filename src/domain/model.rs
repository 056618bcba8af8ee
//! Entities and request payloads. Geometry always crosses this boundary as a
//! WKT string (see [`crate::domain::geometry`]); the storage representation
//! never leaks.

use chrono::{DateTime, NaiveDate, Utc};
use serde::{Deserialize, Serialize};
use utoipa::ToSchema;

#[derive(Serialize, Debug, Clone, ToSchema)]
pub struct Road {
    pub id: i32,
    pub name: String,
    /// WKT `LINESTRING`, EPSG:4326.
    pub geom: String,
}

#[derive(Serialize, Debug, Clone, ToSchema)]
pub struct RoadWithDocuments {
    pub id: i32,
    pub name: String,
    pub geom: String,
    pub documents: Vec<Document>,
}

impl RoadWithDocuments {
    pub fn new(road: Road, documents: Vec<Document>) -> Self {
        Self {
            id: road.id,
            name: road.name,
            geom: road.geom,
            documents,
        }
    }
}

#[derive(Serialize, Debug, Clone, ToSchema, sqlx::FromRow)]
pub struct Document {
    pub id: i32,
    pub road_id: i32,
    pub filename: String,
    /// Either a URL supplied by the client or the path of a locally stored
    /// upload.
    pub file_url: String,
    pub description: Option<String>,
    pub creation_date: Option<NaiveDate>,
    pub upload_date: Option<DateTime<Utc>>,
}

#[derive(Serialize, Debug, Clone, ToSchema)]
pub struct Crosswalk {
    pub id: i32,
    pub name: Option<String>,
    pub description: Option<String>,
    pub width: Option<f64>,
    pub has_traffic_light: bool,
    pub near_educational_institution: bool,
    pub has_t7: bool,
    /// WKT `POINT`, EPSG:4326.
    pub geom: String,
    pub created_at: DateTime<Utc>,
    pub updated_at: DateTime<Utc>,
}

#[derive(Deserialize, Debug, ToSchema)]
pub struct RoadCreate {
    pub name: String,
    /// WKT `LINESTRING` literal.
    pub geom: String,
}

/// Partial update: only fields present in the payload are applied. A null
/// `geom` means "no change" since geometry is non-nullable at the entity
/// level.
#[derive(Deserialize, Debug, Default, ToSchema)]
pub struct RoadUpdate {
    #[serde(default)]
    pub name: Option<String>,
    #[serde(default)]
    pub geom: Option<String>,
}

impl RoadUpdate {
    pub fn is_empty(&self) -> bool {
        self.name.is_none() && self.geom.is_none()
    }
}

#[derive(Deserialize, Debug, ToSchema)]
pub struct CrosswalkCreate {
    #[serde(default)]
    pub name: Option<String>,
    #[serde(default)]
    pub description: Option<String>,
    #[serde(default)]
    pub width: Option<f64>,
    #[serde(default)]
    pub has_traffic_light: bool,
    #[serde(default)]
    pub near_educational_institution: bool,
    #[serde(default)]
    pub has_t7: bool,
    /// WKT `POINT` literal.
    pub geom: String,
}

/// Partial update over the fixed crosswalk field set.
#[derive(Deserialize, Debug, Default, ToSchema)]
pub struct CrosswalkUpdate {
    #[serde(default)]
    pub name: Option<String>,
    #[serde(default)]
    pub description: Option<String>,
    #[serde(default)]
    pub width: Option<f64>,
    #[serde(default)]
    pub has_traffic_light: Option<bool>,
    #[serde(default)]
    pub near_educational_institution: Option<bool>,
    #[serde(default)]
    pub has_t7: Option<bool>,
    #[serde(default)]
    pub geom: Option<String>,
}

impl CrosswalkUpdate {
    pub fn is_empty(&self) -> bool {
        self.name.is_none()
            && self.description.is_none()
            && self.width.is_none()
            && self.has_traffic_light.is_none()
            && self.near_educational_institution.is_none()
            && self.has_t7.is_none()
            && self.geom.is_none()
    }
}

#[derive(Deserialize, Debug, ToSchema)]
pub struct DocumentCreate {
    pub filename: String,
    /// External URL or a path produced by the upload endpoint.
    pub file_url: String,
    #[serde(default)]
    pub description: Option<String>,
    #[serde(default)]
    pub creation_date: Option<NaiveDate>,
}
use axum::extract::State;
use axum::http::StatusCode;
use axum::response::IntoResponse;
use axum::Json;

use crate::transport::http::types::{AppState, MessageResponse};

#[utoipa::path(
    get,
    path = "/",
    responses(
        (status = 200, description = "Welcome message", body = MessageResponse)
    )
)]
pub async fn root_handler() -> Json<MessageResponse> {
    Json(MessageResponse {
        message: "Welcome to the Interactive Road Map API".to_string(),
    })
}

#[utoipa::path(
    get,
    path = "/health",
    responses(
        (status = 200, description = "Service is healthy (DB reachable)", body = MessageResponse),
        (status = 503, description = "Service is unhealthy (DB unreachable)", body = MessageResponse)
    )
)]
pub async fn healthcheck_handler(State(state): State<AppState>) -> impl IntoResponse {
    match sqlx::query("SELECT 1").execute(&state.pool).await {
        Ok(_) => (
            StatusCode::OK,
            Json(MessageResponse {
                message: "ok".to_string(),
            }),
        )
            .into_response(),
        Err(e) => (
            StatusCode::SERVICE_UNAVAILABLE,
            Json(MessageResponse {
                message: format!("DB ping failed: {e}"),
            }),
        )
            .into_response(),
    }
}
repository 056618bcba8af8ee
pub mod http;
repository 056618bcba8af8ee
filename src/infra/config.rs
//! Centralized configuration (environment variables + defaults).

use std::path::PathBuf;

/// Database URL must be provided (no default) for safety.
pub fn database_url() -> String {
    std::env::var("DATABASE_URL").expect("DATABASE_URL must be set")
}

/// Address the HTTP server binds to.
pub fn bind_addr() -> String {
    std::env::var("BIND_ADDR").unwrap_or_else(|_| "0.0.0.0:3000".to_string())
}

/// Root directory for locally stored document uploads.
pub fn storage_root() -> PathBuf {
    std::env::var("STORAGE_ROOT")
        .map(PathBuf::from)
        .unwrap_or_else(|_| PathBuf::from("uploads/documents"))
}

/// Upload size cap in bytes (default 50 MB).
pub fn max_file_size() -> usize {
    std::env::var("MAX_FILE_SIZE")
        .ok()
        .and_then(|v| v.parse::<usize>().ok())
        .unwrap_or(50 * 1024 * 1024)
}

/// Comma-separated list of allowed CORS origins.
pub fn cors_origins() -> Vec<String> {
    std::env::var("CORS_ORIGINS")
        .unwrap_or_else(|_| "http://localhost:3000,http://localhost:5173".to_string())
        .split(',')
        .map(|s| s.trim().to_string())
        .filter(|s| !s.is_empty())
        .collect()
}

/// Upper bound for the `limit` pagination parameter.
pub const MAX_PAGE_SIZE: i64 = 100;

/// Document types accepted for upload.
pub const ALLOWED_MIME_TYPES: &[&str] = &[
    "application/pdf",
    "image/jpeg",
    "image/png",
    "image/gif",
    "application/msword",
    "application/vnd.openxmlformats-officedocument.wordprocessingml.document",
    "application/vnd.ms-excel",
    "application/vnd.openxmlformats-officedocument.spreadsheetml.sheet",
    "text/plain",
];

::::::::::

■ **What needs to be done**: The required output is the line holding "pub const MAX_PAGE_SIZE: i64 = 100;" plus every line after it in the data, reproduced exactly.

■ **Solution for this problem**:
pub const MAX_PAGE_SIZE: i64 = 100;

/// Document types accepted for upload.
pub const ALLOWED_MIME_TYPES: &[&str] = &[
    "application/pdf",
    "image/jpeg",
    "image/png",
    "image/gif",
    "application/msword",
    "application/vnd.openxmlformats-officedocument.wordprocessingml.document",
    "application/vnd.ms-excel",
    "application/vnd.openxmlformats-officedocument.spreadsheetml.sheet",
    "text/plain",
];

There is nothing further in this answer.